Check every line of the data and copy the ones where "clone" appears.

*** Opening of Entries supplied ***

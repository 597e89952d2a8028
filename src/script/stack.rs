//! Evaluators for the opcodes that only rearrange the stacks.
//!
//! Each evaluator consumes a program whose next token is its opcode and
//! returns the program with that token executed. Stack diagrams below list
//! the top element last.
//!
//! | Opcode         | Needs | Effect                                  |
//! |----------------|-------|-----------------------------------------|
//! | `DUP`          | 1     | `x -> x x`                              |
//! | `DROP`         | 1     | `x -> `                                 |
//! | `IFDUP`        | 1     | `x -> x x` when `x` is true             |
//! | `DEPTH`        | 0     | pushes the element count                |
//! | `TOALTSTACK`   | 1     | moves the top to the alt-stack          |
//! | `FROMALTSTACK` | alt 1 | moves the alt-stack top back            |
//! | `NIP`          | 2     | `a b -> b`                              |
//! | `OVER`         | 2     | `a b -> a b a`                          |
//! | `PICK`         | 2     | `xn .. x0 n -> xn .. x0 xn`             |
//! | `ROLL`         | 2     | `xn .. x0 n -> .. x0 xn`                |
//! | `ROT`          | 3     | `a b c -> b c a`                        |
//! | `2ROT`         | 6     | `a b c d e f -> c d e f a b`            |
//! | `2DROP`        | 2     | `a b -> `                               |
//! | `SWAP`         | 2     | `a b -> b a`                            |
//! | `TUCK`         | 2     | `a b -> b a b`                          |
//! | `2DUP`         | 2     | `a b -> a b a b`                        |
//! | `3DUP`         | 3     | `a b c -> a b c a b c`                  |
//! | `2OVER`        | 4     | `a b c d -> a b c d a b`                |
//! | `2SWAP`        | 4     | `a b c d -> c d a b`                    |
//!
//! Too few elements leave the program `Invalid(InvalidStackOperation)`
//! (`InvalidAltstackOperation` for FROMALTSTACK). A wrong head opcode, or a
//! PICK/ROLL index that is a non-numeric operation, is a [`ContractViolation`].

use bitcoin::opcodes::{all, Opcode};

use super::num::{cast_to_bool, parse_scriptnum, SCRIPTNUM_MAX_LEN};
use super::{ContractViolation, ScriptError, ScriptProgram, ScriptToken};
use crate::VERIFY_MINIMALDATA;

type Stack = Vec<ScriptToken>;

/// Runs `f` on the program's stacks once `op` has been consumed.
pub(super) fn transition<F>(
    mut program: ScriptProgram,
    op: Opcode,
    f: F,
) -> Result<ScriptProgram, ContractViolation>
where
    F: FnOnce(&mut Stack, &mut Stack) -> Result<(), ScriptError>,
{
    if !program.is_executing() {
        return Ok(program);
    }
    program.expect_head(op)?;
    program.advance(1);
    let ScriptProgram { stack, alt_stack, .. } = &mut program;
    Ok(match f(stack, alt_stack) {
        Ok(()) => program,
        Err(err) => program.fail(err),
    })
}

pub(super) fn require(stack: &Stack, depth: usize) -> Result<(), ScriptError> {
    if stack.len() < depth {
        Err(ScriptError::InvalidStackOperation)
    } else {
        Ok(())
    }
}

/// Element `depth` positions below the top.
pub(super) fn peek(stack: &Stack, depth: usize) -> Result<ScriptToken, ScriptError> {
    require(stack, depth + 1)?;
    Ok(stack[stack.len() - 1 - depth].clone())
}

pub fn op_dup(program: ScriptProgram) -> Result<ScriptProgram, ContractViolation> {
    transition(program, all::OP_DUP, |stack, _| {
        let top = peek(stack, 0)?;
        stack.push(top);
        Ok(())
    })
}

pub fn op_drop(program: ScriptProgram) -> Result<ScriptProgram, ContractViolation> {
    transition(program, all::OP_DROP, |stack, _| {
        stack.pop().map(drop).ok_or(ScriptError::InvalidStackOperation)
    })
}

pub fn op_ifdup(program: ScriptProgram) -> Result<ScriptProgram, ContractViolation> {
    transition(program, all::OP_IFDUP, |stack, _| {
        let top = peek(stack, 0)?;
        if cast_to_bool(&top.stack_bytes()) {
            stack.push(top);
        }
        Ok(())
    })
}

pub fn op_depth(program: ScriptProgram) -> Result<ScriptProgram, ContractViolation> {
    transition(program, all::OP_DEPTH, |stack, _| {
        stack.push(ScriptToken::Number(stack.len() as i64));
        Ok(())
    })
}

pub fn op_toaltstack(program: ScriptProgram) -> Result<ScriptProgram, ContractViolation> {
    transition(program, all::OP_TOALTSTACK, |stack, alt| {
        let top = stack.pop().ok_or(ScriptError::InvalidStackOperation)?;
        alt.push(top);
        Ok(())
    })
}

pub fn op_fromaltstack(program: ScriptProgram) -> Result<ScriptProgram, ContractViolation> {
    transition(program, all::OP_FROMALTSTACK, |stack, alt| {
        let top = alt.pop().ok_or(ScriptError::InvalidAltstackOperation)?;
        stack.push(top);
        Ok(())
    })
}

pub fn op_nip(program: ScriptProgram) -> Result<ScriptProgram, ContractViolation> {
    transition(program, all::OP_NIP, |stack, _| {
        require(stack, 2)?;
        stack.remove(stack.len() - 2);
        Ok(())
    })
}

pub fn op_over(program: ScriptProgram) -> Result<ScriptProgram, ContractViolation> {
    transition(program, all::OP_OVER, |stack, _| {
        let second = peek(stack, 1)?;
        stack.push(second);
        Ok(())
    })
}

pub fn op_pick(program: ScriptProgram) -> Result<ScriptProgram, ContractViolation> {
    pick_or_roll(program, all::OP_PICK)
}

pub fn op_roll(program: ScriptProgram) -> Result<ScriptProgram, ContractViolation> {
    pick_or_roll(program, all::OP_ROLL)
}

fn pick_or_roll(program: ScriptProgram, op: Opcode) -> Result<ScriptProgram, ContractViolation> {
    if !program.is_executing() {
        return Ok(program);
    }
    program.expect_head(op)?;
    // Underflow is reported by the transition before the index is inspected.
    if let [_, .., index @ ScriptToken::Op(code)] = program.stack() {
        if index.small_number().is_none() {
            return Err(ContractViolation::NonNumericIndex(ScriptToken::Op(*code)));
        }
    }

    let require_minimal = program.flags().contains(VERIFY_MINIMALDATA);
    transition(program, op, |stack, _| {
        require(stack, 2)?;
        let index = stack.pop().ok_or(ScriptError::InvalidStackOperation)?;
        let n = parse_scriptnum(&index.stack_bytes(), require_minimal, SCRIPTNUM_MAX_LEN)?;
        if n < 0 || n as usize >= stack.len() {
            return Err(ScriptError::InvalidStackOperation);
        }
        let at = stack.len() - 1 - n as usize;
        let item = if op == all::OP_ROLL {
            stack.remove(at)
        } else {
            stack[at].clone()
        };
        stack.push(item);
        Ok(())
    })
}

pub fn op_rot(program: ScriptProgram) -> Result<ScriptProgram, ContractViolation> {
    transition(program, all::OP_ROT, |stack, _| {
        require(stack, 3)?;
        let len = stack.len();
        stack[len - 3..].rotate_left(1);
        Ok(())
    })
}

pub fn op_2rot(program: ScriptProgram) -> Result<ScriptProgram, ContractViolation> {
    transition(program, all::OP_2ROT, |stack, _| {
        require(stack, 6)?;
        let len = stack.len();
        stack[len - 6..].rotate_left(2);
        Ok(())
    })
}

pub fn op_2drop(program: ScriptProgram) -> Result<ScriptProgram, ContractViolation> {
    transition(program, all::OP_2DROP, |stack, _| {
        require(stack, 2)?;
        stack.truncate(stack.len() - 2);
        Ok(())
    })
}

pub fn op_swap(program: ScriptProgram) -> Result<ScriptProgram, ContractViolation> {
    transition(program, all::OP_SWAP, |stack, _| {
        require(stack, 2)?;
        let len = stack.len();
        stack.swap(len - 1, len - 2);
        Ok(())
    })
}

pub fn op_tuck(program: ScriptProgram) -> Result<ScriptProgram, ContractViolation> {
    transition(program, all::OP_TUCK, |stack, _| {
        let top = peek(stack, 0)?;
        require(stack, 2)?;
        stack.insert(stack.len() - 2, top);
        Ok(())
    })
}

pub fn op_2dup(program: ScriptProgram) -> Result<ScriptProgram, ContractViolation> {
    transition(program, all::OP_2DUP, |stack, _| copy_top(stack, 2, 2))
}

pub fn op_3dup(program: ScriptProgram) -> Result<ScriptProgram, ContractViolation> {
    transition(program, all::OP_3DUP, |stack, _| copy_top(stack, 3, 3))
}

pub fn op_2over(program: ScriptProgram) -> Result<ScriptProgram, ContractViolation> {
    transition(program, all::OP_2OVER, |stack, _| copy_top(stack, 4, 2))
}

/// Copies `count` elements starting `depth` below the top, preserving order.
fn copy_top(stack: &mut Stack, depth: usize, count: usize) -> Result<(), ScriptError> {
    require(stack, depth)?;
    let start = stack.len() - depth;
    stack.extend_from_within(start..start + count);
    Ok(())
}

pub fn op_2swap(program: ScriptProgram) -> Result<ScriptProgram, ContractViolation> {
    transition(program, all::OP_2SWAP, |stack, _| {
        require(stack, 4)?;
        let len = stack.len();
        stack[len - 4..].rotate_left(2);
        Ok(())
    })
}

pub type StackEvaluator = fn(ScriptProgram) -> Result<ScriptProgram, ContractViolation>;

/// Evaluator for a stack-family opcode, `None` for any other opcode.
pub fn stack_evaluator(op: Opcode) -> Option<StackEvaluator> {
    let evaluator: StackEvaluator = match op {
        all::OP_DUP => op_dup,
        all::OP_DROP => op_drop,
        all::OP_IFDUP => op_ifdup,
        all::OP_DEPTH => op_depth,
        all::OP_TOALTSTACK => op_toaltstack,
        all::OP_FROMALTSTACK => op_fromaltstack,
        all::OP_NIP => op_nip,
        all::OP_OVER => op_over,
        all::OP_PICK => op_pick,
        all::OP_ROLL => op_roll,
        all::OP_ROT => op_rot,
        all::OP_2ROT => op_2rot,
        all::OP_2DROP => op_2drop,
        all::OP_SWAP => op_swap,
        all::OP_TUCK => op_tuck,
        all::OP_2DUP => op_2dup,
        all::OP_3DUP => op_3dup,
        all::OP_2OVER => op_2over,
        all::OP_2SWAP => op_2swap,
        _ => return None,
    };
    Some(evaluator)
}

*** Close of Entries supplied ***

**The completed task**
    Ok(stack[stack.len() - 1 - depth].clone())
            stack[at].clone()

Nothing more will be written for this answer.